[Data records]
########

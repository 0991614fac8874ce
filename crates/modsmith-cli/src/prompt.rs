//! Interactive prompts.
//!
//! Backed by `dialoguer` when the `interactive` feature is enabled. Without
//! it every prompt fails with [`CliError::FeatureNotAvailable`], so commands
//! still work when all values come from flags.

use std::fmt::{Debug, Display};
use std::str::FromStr;

use crate::error::{CliError, CliResult};

#[cfg(feature = "interactive")]
mod backend {
    use std::fmt::Debug;
    use std::str::FromStr;

    use dialoguer::{Confirm, Input, Select, theme::ColorfulTheme};

    use modsmith_core::domain::entities::validate_mod_id;

    use crate::error::{CliError, CliResult};

    fn map_err(err: dialoguer::Error) -> CliError {
        match err {
            dialoguer::Error::IO(e) if e.kind() == std::io::ErrorKind::Interrupted => {
                CliError::Cancelled
            }
            dialoguer::Error::IO(e) => CliError::IoError {
                message: "prompt failed".into(),
                source: e,
            },
        }
    }

    pub fn text(prompt: &str, default: &str, allow_empty: bool) -> CliResult<String> {
        let theme = ColorfulTheme::default();
        let mut input = Input::<String>::with_theme(&theme)
            .with_prompt(prompt)
            .allow_empty(allow_empty);
        if !default.is_empty() {
            input = input.default(default.to_owned());
        }
        if !allow_empty {
            input = input.validate_with(|s: &String| -> Result<(), String> {
                if s.trim().is_empty() {
                    Err("a value is required".into())
                } else {
                    Ok(())
                }
            });
        }
        input.interact_text().map_err(map_err)
    }

    pub fn mod_id(prompt: &str, default: &str) -> CliResult<String> {
        let theme = ColorfulTheme::default();
        Input::<String>::with_theme(&theme)
            .with_prompt(prompt)
            .default(default.to_owned())
            .validate_with(|s: &String| -> Result<(), String> {
                validate_mod_id(s).map_err(|e| e.to_string())
            })
            .interact_text()
            .map_err(map_err)
    }

    pub fn number<T>(prompt: &str, default: T) -> CliResult<T>
    where
        T: Clone + ToString + FromStr,
        <T as FromStr>::Err: Debug + ToString,
    {
        let theme = ColorfulTheme::default();
        Input::<T>::with_theme(&theme)
            .with_prompt(prompt)
            .default(default)
            .interact_text()
            .map_err(map_err)
    }

    pub fn select(prompt: &str, items: &[&str], default: usize) -> CliResult<usize> {
        let theme = ColorfulTheme::default();
        Select::with_theme(&theme)
            .with_prompt(prompt)
            .items(items)
            .default(default)
            .interact()
            .map_err(map_err)
    }

    pub fn confirm(prompt: &str, default: bool) -> CliResult<bool> {
        let theme = ColorfulTheme::default();
        Confirm::with_theme(&theme)
            .with_prompt(prompt)
            .default(default)
            .interact()
            .map_err(map_err)
    }
}

#[cfg(not(feature = "interactive"))]
mod backend {
    use std::fmt::Debug;
    use std::str::FromStr;

    use crate::error::{CliError, CliResult};

    fn unavailable<T>() -> CliResult<T> {
        Err(CliError::FeatureNotAvailable {
            feature: "interactive",
        })
    }

    pub fn text(_prompt: &str, _default: &str, _allow_empty: bool) -> CliResult<String> {
        unavailable()
    }

    pub fn mod_id(_prompt: &str, _default: &str) -> CliResult<String> {
        unavailable()
    }

    pub fn number<T>(_prompt: &str, _default: T) -> CliResult<T>
    where
        T: Clone + ToString + FromStr,
        <T as FromStr>::Err: Debug + ToString,
    {
        unavailable()
    }

    pub fn select(_prompt: &str, _items: &[&str], _default: usize) -> CliResult<usize> {
        unavailable()
    }

    pub fn confirm(_prompt: &str, _default: bool) -> CliResult<bool> {
        unavailable()
    }
}

/// Free text. An empty `default` means no pre-filled value.
pub fn text(prompt: &str, default: &str) -> CliResult<String> {
    backend::text(prompt, default, true)
}

/// Non-empty free text.
pub fn required_text(prompt: &str, default: &str) -> CliResult<String> {
    backend::text(prompt, default, false)
}

/// Mod id, re-prompting until it is lowercase letters and digits.
pub fn mod_id(prompt: &str, default: &str) -> CliResult<String> {
    backend::mod_id(prompt, default)
}

pub fn number<T>(prompt: &str, default: T) -> CliResult<T>
where
    T: Clone + ToString + FromStr,
    <T as FromStr>::Err: Debug + ToString,
{
    backend::number(prompt, default)
}

pub fn confirm(prompt: &str, default: bool) -> CliResult<bool> {
    backend::confirm(prompt, default)
}

/// Pair each value with its menu label, `"<value> - <description>"` when
/// the description is non-empty.
pub fn options<T: Copy + Display>(
    values: &[T],
    describe: impl Fn(&T) -> &'static str,
) -> Vec<(T, String)> {
    values
        .iter()
        .map(|v| {
            let description = describe(v);
            let label = if description.is_empty() {
                v.to_string()
            } else {
                format!("{v} - {description}")
            };
            (*v, label)
        })
        .collect()
}

/// Pick one of `choices`; the cursor starts on `default`.
pub fn choose<T: Copy + PartialEq>(
    prompt: &str,
    choices: &[(T, String)],
    default: T,
) -> CliResult<T> {
    let items: Vec<&str> = choices.iter().map(|(_, label)| label.as_str()).collect();
    let default_index = choices
        .iter()
        .position(|(value, _)| *value == default)
        .unwrap_or(0);

    let index = backend::select(prompt, &items, default_index)?;
    choices
        .get(index)
        .map(|(value, _)| *value)
        .ok_or(CliError::Cancelled)
}
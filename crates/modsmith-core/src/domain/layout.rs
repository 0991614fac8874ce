//! Fixed names of the generated Gradle project.
//!
//! The template bundle writes these and the locator reads them back, so
//! both sides import them from here.

/// Build file whose presence marks a project root.
pub const MARKER_FILE: &str = "build.gradle";

/// Assignment that carries the mod id inside [`MARKER_FILE`].
pub const MOD_ID_KEY: &str = "project.ext.modID";

/// Assignment that carries the display name inside [`MARKER_FILE`].
pub const MOD_NAME_KEY: &str = "project.ext.modName";

/// Game archive every mod build references.
pub const GAME_ARCHIVE: &str = "Necesse.jar";

pub const SETTINGS_FILE: &str = "settings.gradle";

pub const JAVA_ROOT: &str = "src/main/java";
pub const RESOURCES_ROOT: &str = "src/main/resources";

/// Locale file relative to the resources directory.
pub const LOCALE_FILE: &str = "locale/en.lang";

pub const EDITOR_DIR: &str = ".vscode";

/// `src/main/java/<mod_id>`.
pub fn source_dir(mod_id: &str) -> String {
    format!("{JAVA_ROOT}/{mod_id}")
}

/// `src/main/resources/locale/en.lang`.
pub fn locale_path() -> String {
    format!("{RESOURCES_ROOT}/{LOCALE_FILE}")
}

/// Path of the entry class, e.g. `src/main/java/mymod/MymodMod.java`.
pub fn main_class_path(mod_id: &str) -> String {
    format!(
        "{}/{}.java",
        source_dir(mod_id),
        crate::domain::naming::main_class_name(mod_id)
    )
}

########

Work order: The lines above are to be retyped exactly, with none omitted.

Completed exercise:
repository 0991614fac8874ce
filename crates/modsmith-cli/src/prompt.rs
//! Interactive prompts.
//!
//! Backed by `dialoguer` when the `interactive` feature is enabled. Without
//! it every prompt fails with [`CliError::FeatureNotAvailable`], so commands
//! still work when all values come from flags.

use std::fmt::{Debug, Display};
use std::str::FromStr;

use crate::error::{CliError, CliResult};

#[cfg(feature = "interactive")]
mod backend {
    use std::fmt::Debug;
    use std::str::FromStr;

    use dialoguer::{Confirm, Input, Select, theme::ColorfulTheme};

    use modsmith_core::domain::entities::validate_mod_id;

    use crate::error::{CliError, CliResult};

    fn map_err(err: dialoguer::Error) -> CliError {
        match err {
            dialoguer::Error::IO(e) if e.kind() == std::io::ErrorKind::Interrupted => {
                CliError::Cancelled
            }
            dialoguer::Error::IO(e) => CliError::IoError {
                message: "prompt failed".into(),
                source: e,
            },
        }
    }

    pub fn text(prompt: &str, default: &str, allow_empty: bool) -> CliResult<String> {
        let theme = ColorfulTheme::default();
        let mut input = Input::<String>::with_theme(&theme)
            .with_prompt(prompt)
            .allow_empty(allow_empty);
        if !default.is_empty() {
            input = input.default(default.to_owned());
        }
        if !allow_empty {
            input = input.validate_with(|s: &String| -> Result<(), String> {
                if s.trim().is_empty() {
                    Err("a value is required".into())
                } else {
                    Ok(())
                }
            });
        }
        input.interact_text().map_err(map_err)
    }

    pub fn mod_id(prompt: &str, default: &str) -> CliResult<String> {
        let theme = ColorfulTheme::default();
        Input::<String>::with_theme(&theme)
            .with_prompt(prompt)
            .default(default.to_owned())
            .validate_with(|s: &String| -> Result<(), String> {
                validate_mod_id(s).map_err(|e| e.to_string())
            })
            .interact_text()
            .map_err(map_err)
    }

    pub fn number<T>(prompt: &str, default: T) -> CliResult<T>
    where
        T: Clone + ToString + FromStr,
        <T as FromStr>::Err: Debug + ToString,
    {
        let theme = ColorfulTheme::default();
        Input::<T>::with_theme(&theme)
            .with_prompt(prompt)
            .default(default)
            .interact_text()
            .map_err(map_err)
    }

    pub fn select(prompt: &str, items: &[&str], default: usize) -> CliResult<usize> {
        let theme = ColorfulTheme::default();
        Select::with_theme(&theme)
            .with_prompt(prompt)
            .items(items)
            .default(default)
            .interact()
            .map_err(map_err)
    }

    pub fn confirm(prompt: &str, default: bool) -> CliResult<bool> {
        let theme = ColorfulTheme::default();
        Confirm::with_theme(&theme)
            .with_prompt(prompt)
            .default(default)
            .interact()
            .map_err(map_err)
    }
}

#[cfg(not(feature = "interactive"))]
mod backend {
    use std::fmt::Debug;
    use std::str::FromStr;

    use crate::error::{CliError, CliResult};

    fn unavailable<T>() -> CliResult<T> {
        Err(CliError::FeatureNotAvailable {
            feature: "interactive",
        })
    }

    pub fn text(_prompt: &str, _default: &str, _allow_empty: bool) -> CliResult<String> {
        unavailable()
    }

    pub fn mod_id(_prompt: &str, _default: &str) -> CliResult<String> {
        unavailable()
    }

    pub fn number<T>(_prompt: &str, _default: T) -> CliResult<T>
    where
        T: Clone + ToString + FromStr,
        <T as FromStr>::Err: Debug + ToString,
    {
        unavailable()
    }

    pub fn select(_prompt: &str, _items: &[&str], _default: usize) -> CliResult<usize> {
        unavailable()
    }

    pub fn confirm(_prompt: &str, _default: bool) -> CliResult<bool> {
        unavailable()
    }
}

/// Free text. An empty `default` means no pre-filled value.
pub fn text(prompt: &str, default: &str) -> CliResult<String> {
    backend::text(prompt, default, true)
}

/// Non-empty free text.
pub fn required_text(prompt: &str, default: &str) -> CliResult<String> {
    backend::text(prompt, default, false)
}

/// Mod id, re-prompting until it is lowercase letters and digits.
pub fn mod_id(prompt: &str, default: &str) -> CliResult<String> {
    backend::mod_id(prompt, default)
}

pub fn number<T>(prompt: &str, default: T) -> CliResult<T>
where
    T: Clone + ToString + FromStr,
    <T as FromStr>::Err: Debug + ToString,
{
    backend::number(prompt, default)
}

pub fn confirm(prompt: &str, default: bool) -> CliResult<bool> {
    backend::confirm(prompt, default)
}

/// Pair each value with its menu label, `"<value> - <description>"` when
/// the description is non-empty.
pub fn options<T: Copy + Display>(
    values: &[T],
    describe: impl Fn(&T) -> &'static str,
) -> Vec<(T, String)> {
    values
        .iter()
        .map(|v| {
            let description = describe(v);
            let label = if description.is_empty() {
                v.to_string()
            } else {
                format!("{v} - {description}")
            };
            (*v, label)
        })
        .collect()
}

/// Pick one of `choices`; the cursor starts on `default`.
pub fn choose<T: Copy + PartialEq>(
    prompt: &str,
    choices: &[(T, String)],
    default: T,
) -> CliResult<T> {
    let items: Vec<&str> = choices.iter().map(|(_, label)| label.as_str()).collect();
    let default_index = choices
        .iter()
        .position(|(value, _)| *value == default)
        .unwrap_or(0);

    let index = backend::select(prompt, &items, default_index)?;
    choices
        .get(index)
        .map(|(value, _)| *value)
        .ok_or(CliError::Cancelled)
}
filename crates/modsmith-core/src/domain/layout.rs
repository 0991614fac8874ce
//! Fixed names of the generated Gradle project.
//!
//! The template bundle writes these and the locator reads them back, so
//! both sides import them from here.

/// Build file whose presence marks a project root.
pub const MARKER_FILE: &str = "build.gradle";

/// Assignment that carries the mod id inside [`MARKER_FILE`].
pub const MOD_ID_KEY: &str = "project.ext.modID";

/// Assignment that carries the display name inside [`MARKER_FILE`].
pub const MOD_NAME_KEY: &str = "project.ext.modName";

/// Game archive every mod build references.
pub const GAME_ARCHIVE: &str = "Necesse.jar";

pub const SETTINGS_FILE: &str = "settings.gradle";

pub const JAVA_ROOT: &str = "src/main/java";
pub const RESOURCES_ROOT: &str = "src/main/resources";

/// Locale file relative to the resources directory.
pub const LOCALE_FILE: &str = "locale/en.lang";

pub const EDITOR_DIR: &str = ".vscode";

/// `src/main/java/<mod_id>`.
pub fn source_dir(mod_id: &str) -> String {
    format!("{JAVA_ROOT}/{mod_id}")
}

/// `src/main/resources/locale/en.lang`.
pub fn locale_path() -> String {
    format!("{RESOURCES_ROOT}/{LOCALE_FILE}")
}

/// Path of the entry class, e.g. `src/main/java/mymod/MymodMod.java`.
pub fn main_class_path(mod_id: &str) -> String {
    format!(
        "{}/{}.java",
        source_dir(mod_id),
        crate::domain::naming::main_class_name(mod_id)
    )
}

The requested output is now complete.